Given data:
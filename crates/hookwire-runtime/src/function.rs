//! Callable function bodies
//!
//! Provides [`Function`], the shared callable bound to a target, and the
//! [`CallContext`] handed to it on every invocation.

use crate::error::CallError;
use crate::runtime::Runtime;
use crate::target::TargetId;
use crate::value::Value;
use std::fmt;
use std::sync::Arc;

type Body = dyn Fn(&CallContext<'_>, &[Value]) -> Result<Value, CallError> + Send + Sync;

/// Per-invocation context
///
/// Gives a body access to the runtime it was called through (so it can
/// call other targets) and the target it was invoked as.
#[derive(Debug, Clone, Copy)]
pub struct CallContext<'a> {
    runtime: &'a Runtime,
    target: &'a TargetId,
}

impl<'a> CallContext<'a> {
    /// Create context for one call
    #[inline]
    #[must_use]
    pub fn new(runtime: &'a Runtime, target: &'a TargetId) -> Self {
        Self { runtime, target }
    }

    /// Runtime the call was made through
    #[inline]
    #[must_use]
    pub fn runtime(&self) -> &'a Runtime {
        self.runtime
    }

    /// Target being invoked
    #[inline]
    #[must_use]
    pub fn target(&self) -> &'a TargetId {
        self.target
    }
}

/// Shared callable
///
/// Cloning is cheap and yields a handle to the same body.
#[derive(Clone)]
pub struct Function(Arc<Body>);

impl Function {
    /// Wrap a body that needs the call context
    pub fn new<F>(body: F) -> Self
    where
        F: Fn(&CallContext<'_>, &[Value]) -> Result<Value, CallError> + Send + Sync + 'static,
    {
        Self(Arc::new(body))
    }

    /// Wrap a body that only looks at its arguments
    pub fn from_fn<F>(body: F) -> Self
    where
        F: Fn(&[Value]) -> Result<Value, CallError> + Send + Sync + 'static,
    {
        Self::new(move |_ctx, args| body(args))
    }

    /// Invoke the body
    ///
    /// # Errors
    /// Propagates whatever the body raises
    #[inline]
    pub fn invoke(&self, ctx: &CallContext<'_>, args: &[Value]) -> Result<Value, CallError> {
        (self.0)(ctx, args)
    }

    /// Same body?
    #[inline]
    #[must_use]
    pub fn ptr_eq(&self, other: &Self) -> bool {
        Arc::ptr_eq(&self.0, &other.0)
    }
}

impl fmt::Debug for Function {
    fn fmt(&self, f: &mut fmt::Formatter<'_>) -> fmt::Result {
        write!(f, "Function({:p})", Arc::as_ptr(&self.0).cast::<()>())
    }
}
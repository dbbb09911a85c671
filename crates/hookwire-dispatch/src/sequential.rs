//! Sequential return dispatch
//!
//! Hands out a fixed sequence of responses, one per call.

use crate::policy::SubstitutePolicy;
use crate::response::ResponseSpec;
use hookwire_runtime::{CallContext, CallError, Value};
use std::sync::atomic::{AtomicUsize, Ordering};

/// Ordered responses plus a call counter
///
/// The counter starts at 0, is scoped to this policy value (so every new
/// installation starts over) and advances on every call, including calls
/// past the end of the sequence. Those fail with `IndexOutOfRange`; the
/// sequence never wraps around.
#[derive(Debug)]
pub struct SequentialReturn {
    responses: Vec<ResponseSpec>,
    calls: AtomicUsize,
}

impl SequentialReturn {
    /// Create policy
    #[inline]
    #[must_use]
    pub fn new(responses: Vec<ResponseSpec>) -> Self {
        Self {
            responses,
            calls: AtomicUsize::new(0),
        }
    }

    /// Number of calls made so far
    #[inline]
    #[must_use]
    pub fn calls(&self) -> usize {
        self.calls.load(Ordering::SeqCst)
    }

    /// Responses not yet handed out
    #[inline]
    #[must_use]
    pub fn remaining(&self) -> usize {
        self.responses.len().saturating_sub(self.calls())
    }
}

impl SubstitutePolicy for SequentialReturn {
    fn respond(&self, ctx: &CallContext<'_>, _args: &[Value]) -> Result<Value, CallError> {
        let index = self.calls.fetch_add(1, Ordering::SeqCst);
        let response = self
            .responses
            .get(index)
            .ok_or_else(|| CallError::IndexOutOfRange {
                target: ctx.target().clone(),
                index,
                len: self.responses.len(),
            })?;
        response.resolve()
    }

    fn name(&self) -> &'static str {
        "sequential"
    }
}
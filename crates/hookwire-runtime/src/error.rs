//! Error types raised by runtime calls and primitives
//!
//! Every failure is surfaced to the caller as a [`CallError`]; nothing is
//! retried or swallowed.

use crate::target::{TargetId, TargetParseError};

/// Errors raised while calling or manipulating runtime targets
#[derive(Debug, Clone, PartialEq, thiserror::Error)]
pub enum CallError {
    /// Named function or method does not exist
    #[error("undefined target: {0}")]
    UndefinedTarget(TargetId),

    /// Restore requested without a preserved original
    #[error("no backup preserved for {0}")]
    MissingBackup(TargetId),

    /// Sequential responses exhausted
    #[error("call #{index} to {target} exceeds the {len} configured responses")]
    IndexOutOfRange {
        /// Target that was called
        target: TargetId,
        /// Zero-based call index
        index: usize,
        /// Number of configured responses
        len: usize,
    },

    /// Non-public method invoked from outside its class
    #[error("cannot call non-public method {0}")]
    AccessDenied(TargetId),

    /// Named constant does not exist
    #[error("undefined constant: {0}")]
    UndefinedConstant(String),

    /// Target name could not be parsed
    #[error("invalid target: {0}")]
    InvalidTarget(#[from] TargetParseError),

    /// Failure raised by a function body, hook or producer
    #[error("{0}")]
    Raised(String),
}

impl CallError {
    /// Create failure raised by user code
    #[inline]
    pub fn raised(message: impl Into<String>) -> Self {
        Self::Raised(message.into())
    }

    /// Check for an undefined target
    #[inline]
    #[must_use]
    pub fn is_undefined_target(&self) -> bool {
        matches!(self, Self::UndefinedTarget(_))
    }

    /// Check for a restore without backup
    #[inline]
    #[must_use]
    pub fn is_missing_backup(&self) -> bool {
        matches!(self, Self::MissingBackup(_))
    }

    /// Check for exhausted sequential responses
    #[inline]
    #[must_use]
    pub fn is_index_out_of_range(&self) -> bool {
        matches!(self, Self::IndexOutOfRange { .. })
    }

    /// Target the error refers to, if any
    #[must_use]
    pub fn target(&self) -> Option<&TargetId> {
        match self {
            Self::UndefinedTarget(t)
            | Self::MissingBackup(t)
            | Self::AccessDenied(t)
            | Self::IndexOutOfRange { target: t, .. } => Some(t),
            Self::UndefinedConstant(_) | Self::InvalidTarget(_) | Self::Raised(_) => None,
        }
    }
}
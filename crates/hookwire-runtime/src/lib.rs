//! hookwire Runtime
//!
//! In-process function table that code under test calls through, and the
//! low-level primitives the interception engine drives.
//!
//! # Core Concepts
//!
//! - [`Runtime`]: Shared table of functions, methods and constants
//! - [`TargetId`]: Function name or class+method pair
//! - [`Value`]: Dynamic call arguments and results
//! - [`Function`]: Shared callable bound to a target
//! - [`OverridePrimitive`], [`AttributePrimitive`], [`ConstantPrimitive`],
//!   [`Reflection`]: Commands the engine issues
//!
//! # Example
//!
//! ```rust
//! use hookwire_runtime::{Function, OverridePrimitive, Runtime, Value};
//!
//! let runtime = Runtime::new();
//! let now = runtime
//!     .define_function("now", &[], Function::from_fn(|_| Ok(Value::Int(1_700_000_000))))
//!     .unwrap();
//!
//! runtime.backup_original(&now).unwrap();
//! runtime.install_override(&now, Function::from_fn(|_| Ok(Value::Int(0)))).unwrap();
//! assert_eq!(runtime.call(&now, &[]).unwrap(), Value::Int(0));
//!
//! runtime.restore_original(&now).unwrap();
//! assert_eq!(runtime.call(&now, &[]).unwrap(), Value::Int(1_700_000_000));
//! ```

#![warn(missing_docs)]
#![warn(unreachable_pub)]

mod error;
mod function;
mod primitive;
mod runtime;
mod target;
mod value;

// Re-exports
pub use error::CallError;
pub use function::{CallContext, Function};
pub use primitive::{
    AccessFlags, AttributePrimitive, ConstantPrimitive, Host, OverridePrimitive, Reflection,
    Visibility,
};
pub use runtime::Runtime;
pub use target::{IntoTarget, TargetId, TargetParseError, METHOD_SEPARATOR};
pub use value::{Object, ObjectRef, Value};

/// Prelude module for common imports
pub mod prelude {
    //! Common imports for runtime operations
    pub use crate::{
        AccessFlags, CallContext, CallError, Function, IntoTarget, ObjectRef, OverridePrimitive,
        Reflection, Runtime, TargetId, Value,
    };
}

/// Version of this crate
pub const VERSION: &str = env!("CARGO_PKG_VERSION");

Instructions for the task: Restate verbatim the first line above and all lines after it through the line containing "at its arguments"; omit the rest.

Solution to the problem:
filename crates/hookwire-runtime/src/function.rs
//! Callable function bodies
//!
//! Provides [`Function`], the shared callable bound to a target, and the
//! [`CallContext`] handed to it on every invocation.

use crate::error::CallError;
use crate::runtime::Runtime;
use crate::target::TargetId;
use crate::value::Value;
use std::fmt;
use std::sync::Arc;

type Body = dyn Fn(&CallContext<'_>, &[Value]) -> Result<Value, CallError> + Send + Sync;

/// Per-invocation context
///
/// Gives a body access to the runtime it was called through (so it can
/// call other targets) and the target it was invoked as.
#[derive(Debug, Clone, Copy)]
pub struct CallContext<'a> {
    runtime: &'a Runtime,
    target: &'a TargetId,
}

impl<'a> CallContext<'a> {
    /// Create context for one call
    #[inline]
    #[must_use]
    pub fn new(runtime: &'a Runtime, target: &'a TargetId) -> Self {
        Self { runtime, target }
    }

    /// Runtime the call was made through
    #[inline]
    #[must_use]
    pub fn runtime(&self) -> &'a Runtime {
        self.runtime
    }

    /// Target being invoked
    #[inline]
    #[must_use]
    pub fn target(&self) -> &'a TargetId {
        self.target
    }
}

/// Shared callable
///
/// Cloning is cheap and yields a handle to the same body.
#[derive(Clone)]
pub struct Function(Arc<Body>);

impl Function {
    /// Wrap a body that needs the call context
    pub fn new<F>(body: F) -> Self
    where
        F: Fn(&CallContext<'_>, &[Value]) -> Result<Value, CallError> + Send + Sync + 'static,
    {
        Self(Arc::new(body))
    }

    /// Wrap a body that only looks at its arguments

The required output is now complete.